> _DATA EXTRACTS_:
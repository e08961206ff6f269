#![warn(missing_docs)]
//! # pulse-gate-account
//!
//! ## Purpose
//! Implements the login and registration submission steps.
//!
//! ## Responsibilities
//! - Validate credential inputs before any network activity.
//! - Assemble login/registration multipart requests in backend field order.
//! - Convert a successful login into an opaque session handle.
//!
//! ## Data flow
//! Screen collects a username and optional still ->
//! [`AccountClient::login`]/[`AccountClient::register`] assemble an
//! [`pulse_gate_core::UploadRequest`] -> [`pulse_gate_upload::UploadClient`]
//! submits it -> a 2xx response yields [`SessionHandle`].
//!
//! ## Ownership and lifetimes
//! Submissions own their values; an attached still handle is consumed by the
//! request so it cannot be resubmitted while in flight.
//!
//! ## Error model
//! Blank usernames fail as [`AccountError::EmptyUsername`] before any upload.
//! Upload failures propagate unchanged for the screen's status line.
//!
//! ## Security and privacy notes
//! This crate does not log usernames or media locations. The session handle
//! carries no secret; it is the backend-echoed username only.

use pulse_gate_core::{CoreError, MediaHandle, UploadRequest};
use pulse_gate_upload::{UploadClient, UploadError};
use thiserror::Error;

/// Backend path for login submissions.
pub const LOGIN_PATH: &str = "/login";

/// Backend path for registration submissions.
pub const REGISTER_PATH: &str = "/register";

/// Multipart field carrying the account name.
pub const USERNAME_FIELD: &str = "username";

/// Multipart field carrying the integer heart-rate reading.
pub const HEART_RATE_FIELD: &str = "heart_rate";

/// Multipart field carrying the optional still image.
pub const IMAGE_FIELD: &str = "image";

/// Inputs for one login attempt.
#[derive(Debug, Clone, PartialEq)]
pub struct LoginSubmission {
    /// Account name as typed.
    pub username: String,
    /// Integer heart-rate reading; zero when never derived.
    pub heart_rate: i64,
    /// Optional still image captured on the login screen.
    pub image: Option<MediaHandle>,
}

/// Inputs for one registration attempt.
#[derive(Debug, Clone, PartialEq)]
pub struct RegisterSubmission {
    /// Account name as typed.
    pub username: String,
    /// Optional still image captured on the registration screen.
    pub image: Option<MediaHandle>,
}

/// Opaque login result handed to downstream screens.
///
/// The backend echoes no token; the handle is the submitted username.
#[derive(Debug, Clone, PartialEq, Eq)]
pub struct SessionHandle {
    /// Username the session was opened for.
    pub username: String,
}

/// Client for account submissions over the shared upload client.
#[derive(Clone)]
pub struct AccountClient {
    upload: UploadClient,
}

impl AccountClient {
    /// Creates an account client over an already-validated upload client.
    pub fn new(upload: UploadClient) -> Self {
        Self { upload }
    }

    /// Submits a login request and yields the session handle.
    ///
    /// # Errors
    /// Returns [`AccountError::EmptyUsername`] for a blank username before
    /// any upload starts. Upload failures propagate as
    /// [`AccountError::Upload`].
    pub fn login(&self, submission: &LoginSubmission) -> Result<SessionHandle, AccountError> {
        if submission.username.trim().is_empty() {
            return Err(AccountError::EmptyUsername);
        }

        let mut request = UploadRequest::new(LOGIN_PATH)?;
        request.push_text(USERNAME_FIELD, submission.username.clone())?;
        request.push_text(HEART_RATE_FIELD, submission.heart_rate.to_string())?;
        if let Some(image) = &submission.image {
            request.push_media(IMAGE_FIELD, image.clone())?;
        }

        self.upload.submit(&request)?;

        Ok(SessionHandle {
            username: submission.username.clone(),
        })
    }

    /// Submits a registration request.
    ///
    /// # Errors
    /// Returns [`AccountError::EmptyUsername`] for a blank username before
    /// any upload starts. Upload failures propagate as
    /// [`AccountError::Upload`].
    pub fn register(&self, submission: &RegisterSubmission) -> Result<(), AccountError> {
        if submission.username.trim().is_empty() {
            return Err(AccountError::EmptyUsername);
        }

        let mut request = UploadRequest::new(REGISTER_PATH)?;
        request.push_text(USERNAME_FIELD, submission.username.clone())?;
        if let Some(image) = &submission.image {
            request.push_media(IMAGE_FIELD, image.clone())?;
        }

        self.upload.submit(&request)?;
        Ok(())
    }
}

/// Errors produced by account submission steps.
#[derive(Debug, Error)]
pub enum AccountError {
    /// Username is blank after trimming.
    #[error("username must be non-empty")]
    EmptyUsername,
    /// Request assembly failure.
    #[error("request assembly failure: {0}")]
    Request(#[from] CoreError),
    /// Upload client failure.
    #[error(transparent)]
    Upload(#[from] UploadError),
}
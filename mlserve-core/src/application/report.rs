// mlserve-core/src/application/report.rs

use serde::{Deserialize, Serialize};

use crate::domain::access::AccessControlEntry;
use crate::domain::model::ModelReference;

#[derive(Debug, Clone, PartialEq, Eq, Serialize, Deserialize)]
#[serde(tag = "status", rename_all = "snake_case")]
pub enum EndpointOutcome {
    Created,
    Updated,
    Failed { reason: String },
}

#[derive(Debug, Clone, PartialEq, Eq, Serialize, Deserialize)]
#[serde(tag = "status", rename_all = "snake_case")]
pub enum PermissionOutcome {
    Applied { entries: Vec<AccessControlEntry> },
    Failed { reason: String },
}

/// Result of one deploy run. Only the resolution step can abort a run, so a
/// report always exists once the model version is known.
#[derive(Debug, Clone, Serialize, Deserialize)]
pub struct DeployReport {
    pub model: ModelReference,
    pub alias: String,
    pub endpoint_name: String,
    pub endpoint: EndpointOutcome,
    pub permissions: PermissionOutcome,
    pub finished_at: String,
}

impl DeployReport {
    pub fn is_clean(&self) -> bool {
        !matches!(self.endpoint, EndpointOutcome::Failed { .. })
            && !matches!(self.permissions, PermissionOutcome::Failed { .. })
    }

    /// Non-fatal failures, in the order they happened.
    pub fn failures(&self) -> Vec<String> {
        let mut failures = Vec::new();
        if let EndpointOutcome::Failed { reason } = &self.endpoint {
            failures.push(reason.clone());
        }
        if let PermissionOutcome::Failed { reason } = &self.permissions {
            failures.push(reason.clone());
        }
        failures
    }
}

> _WHAT YOU ARE ASKED TO DO_:
Once you have counted the lines of the material that include "application", give only that number.

> _EXERCISE RESULT_:
2